*** Data shown ***

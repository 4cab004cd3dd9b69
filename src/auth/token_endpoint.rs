use async_trait::async_trait;
use reqwest::Client;
use serde::Deserialize;

use super::credential::TokenResponse;
use crate::config::SpotifyConfig;

/// Grant sent to the token endpoint.
#[derive(Debug, Clone, PartialEq, Eq)]
pub enum TokenRequest {
    AuthorizationCode {
        code: String,
        redirect_uri: String,
        code_verifier: String,
    },
    RefreshToken {
        refresh_token: String,
    },
}

impl TokenRequest {
    pub fn grant_type(&self) -> &'static str {
        match self {
            TokenRequest::AuthorizationCode { .. } => "authorization_code",
            TokenRequest::RefreshToken { .. } => "refresh_token",
        }
    }

    /// Form fields, in the order the accounts service documents them.
    pub fn form_params<'a>(&'a self, client_id: &'a str) -> Vec<(&'static str, &'a str)> {
        let mut params = vec![("client_id", client_id), ("grant_type", self.grant_type())];
        match self {
            TokenRequest::AuthorizationCode {
                code,
                redirect_uri,
                code_verifier,
            } => {
                params.push(("code", code.as_str()));
                params.push(("redirect_uri", redirect_uri.as_str()));
                params.push(("code_verifier", code_verifier.as_str()));
            }
            TokenRequest::RefreshToken { refresh_token } => {
                params.push(("refresh_token", refresh_token.as_str()));
            }
        }
        params
    }
}

#[derive(Debug, Clone, PartialEq, Eq)]
pub enum TokenEndpointError {
    /// The endpoint answered with a non-2xx status.
    Rejected { status: u16, message: String },
    /// The request never produced a response (DNS, TLS, timeout, ...).
    Transport(String),
}

impl std::fmt::Display for TokenEndpointError {
    fn fmt(&self, f: &mut std::fmt::Formatter<'_>) -> std::fmt::Result {
        match self {
            TokenEndpointError::Rejected { status, message } => {
                write!(f, "HTTP {}: {}", status, message)
            }
            TokenEndpointError::Transport(msg) => write!(f, "Transport error: {}", msg),
        }
    }
}

impl std::error::Error for TokenEndpointError {}

#[async_trait]
pub trait TokenEndpoint: Send + Sync {
    async fn request_token(
        &self,
        request: &TokenRequest,
    ) -> Result<TokenResponse, TokenEndpointError>;
}

#[derive(Debug, Default, Deserialize)]
struct OAuthErrorBody {
    #[serde(default)]
    error: Option<String>,
    #[serde(default)]
    error_description: Option<String>,
}

/// Pick the most useful message out of an OAuth error body.
fn error_message(body: &str) -> String {
    let parsed: OAuthErrorBody = serde_json::from_str(body).unwrap_or_default();
    parsed
        .error_description
        .or(parsed.error)
        .unwrap_or_else(|| body.trim().chars().take(200).collect())
}

/// `POST {accounts}/api/token` over reqwest.
pub struct HttpTokenEndpoint {
    client: Client,
    url: String,
    client_id: String,
}

impl HttpTokenEndpoint {
    pub fn new(config: &SpotifyConfig) -> Result<Self, reqwest::Error> {
        let client = Client::builder()
            .timeout(config.request_timeout)
            .user_agent(concat!("spotifusion/", env!("CARGO_PKG_VERSION")))
            .build()?;

        Ok(Self {
            client,
            url: config.token_endpoint(),
            client_id: config.client_id.clone(),
        })
    }
}

#[async_trait]
impl TokenEndpoint for HttpTokenEndpoint {
    async fn request_token(
        &self,
        request: &TokenRequest,
    ) -> Result<TokenResponse, TokenEndpointError> {
        log::debug!("POST {} (grant_type={})", self.url, request.grant_type());

        let response = self
            .client
            .post(&self.url)
            .form(&request.form_params(&self.client_id))
            .send()
            .await
            .map_err(|e| TokenEndpointError::Transport(e.to_string()))?;

        let status = response.status();
        let text = response
            .text()
            .await
            .map_err(|e| TokenEndpointError::Transport(e.to_string()))?;

        if !status.is_success() {
            return Err(TokenEndpointError::Rejected {
                status: status.as_u16(),
                message: error_message(&text),
            });
        }

        serde_json::from_str(&text).map_err(|e| TokenEndpointError::Rejected {
            status: status.as_u16(),
            message: format!("Malformed token response: {}", e),
        })
    }
}

#[cfg(test)]
mod tests {
    use super::*;
    use crate::test_support::StubServer;

    const TOKEN_BODY: &str = r#"{"access_token":"access-1","token_type":"Bearer","scope":"user-top-read","expires_in":3600,"refresh_token":"refresh-1"}"#;

    fn endpoint_for(server: &StubServer) -> HttpTokenEndpoint {
        let mut config = SpotifyConfig::new("client-123", "http://127.0.0.1:5173/callback");
        config.accounts_url = server.url().to_string();
        HttpTokenEndpoint::new(&config).unwrap()
    }

    fn refresh_request() -> TokenRequest {
        TokenRequest::RefreshToken {
            refresh_token: "refresh-0".to_string(),
        }
    }

    #[test]
    fn test_authorization_code_form() {
        let request = TokenRequest::AuthorizationCode {
            code: "the-code".to_string(),
            redirect_uri: "http://127.0.0.1:5173/callback".to_string(),
            code_verifier: "v".repeat(64),
        };
        let verifier = "v".repeat(64);
        assert_eq!(
            request.form_params("client"),
            vec![
                ("client_id", "client"),
                ("grant_type", "authorization_code"),
                ("code", "the-code"),
                ("redirect_uri", "http://127.0.0.1:5173/callback"),
                ("code_verifier", verifier.as_str()),
            ]
        );
    }

    #[test]
    fn test_refresh_form() {
        let request = TokenRequest::RefreshToken {
            refresh_token: "r".to_string(),
        };
        assert_eq!(
            request.form_params("client"),
            vec![
                ("client_id", "client"),
                ("grant_type", "refresh_token"),
                ("refresh_token", "r"),
            ]
        );
    }

    #[test]
    fn test_error_message_prefers_description() {
        assert_eq!(
            error_message(r#"{"error":"invalid_grant","error_description":"Refresh token revoked"}"#),
            "Refresh token revoked"
        );
        assert_eq!(error_message(r#"{"error":"invalid_client"}"#), "invalid_client");
        assert_eq!(error_message("Bad Gateway"), "Bad Gateway");
    }

    #[tokio::test]
    async fn test_http_endpoint_posts_form_and_parses_token() {
        let server = StubServer::start().await;
        server.respond("/api/token", 200, TOKEN_BODY);
        let endpoint = endpoint_for(&server);

        let response = endpoint.request_token(&refresh_request()).await.unwrap();
        assert_eq!(response.access_token, "access-1");
        assert_eq!(response.refresh_token.as_deref(), Some("refresh-1"));
        assert_eq!(response.expires_in, 3600);

        let requests = server.requests();
        assert_eq!(requests.len(), 1);
        assert_eq!(requests[0].method, "POST");
        assert_eq!(requests[0].path(), "/api/token");
        assert_eq!(
            requests[0].header("content-type"),
            Some("application/x-www-form-urlencoded")
        );
        let form = requests[0].form();
        assert_eq!(form["client_id"], "client-123");
        assert_eq!(form["grant_type"], "refresh_token");
        assert_eq!(form["refresh_token"], "refresh-0");
    }

    #[tokio::test]
    async fn test_http_endpoint_maps_error_statuses() {
        let server = StubServer::start().await;
        let endpoint = endpoint_for(&server);

        for status in [400, 401] {
            server.respond(
                "/api/token",
                status,
                r#"{"error":"invalid_grant","error_description":"Refresh token revoked"}"#,
            );
            assert_eq!(
                endpoint.request_token(&refresh_request()).await,
                Err(TokenEndpointError::Rejected {
                    status,
                    message: "Refresh token revoked".to_string(),
                })
            );
        }

        server.respond("/api/token", 503, "Service Unavailable");
        assert_eq!(
            endpoint.request_token(&refresh_request()).await,
            Err(TokenEndpointError::Rejected {
                status: 503,
                message: "Service Unavailable".to_string(),
            })
        );
    }

    #[tokio::test]
    async fn test_http_endpoint_rejects_malformed_body() {
        let server = StubServer::start().await;
        server.respond("/api/token", 200, r#"{"token_type":"Bearer"}"#);
        let endpoint = endpoint_for(&server);

        match endpoint.request_token(&refresh_request()).await {
            Err(TokenEndpointError::Rejected { status, message }) => {
                assert_eq!(status, 200);
                assert!(message.starts_with("Malformed token response"));
            }
            other => panic!("unexpected result: {:?}", other),
        }
    }
}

*** End of Data shown ***

Task prompt: State how many lines above contain the string "Option", with no other words.

Answer below: 2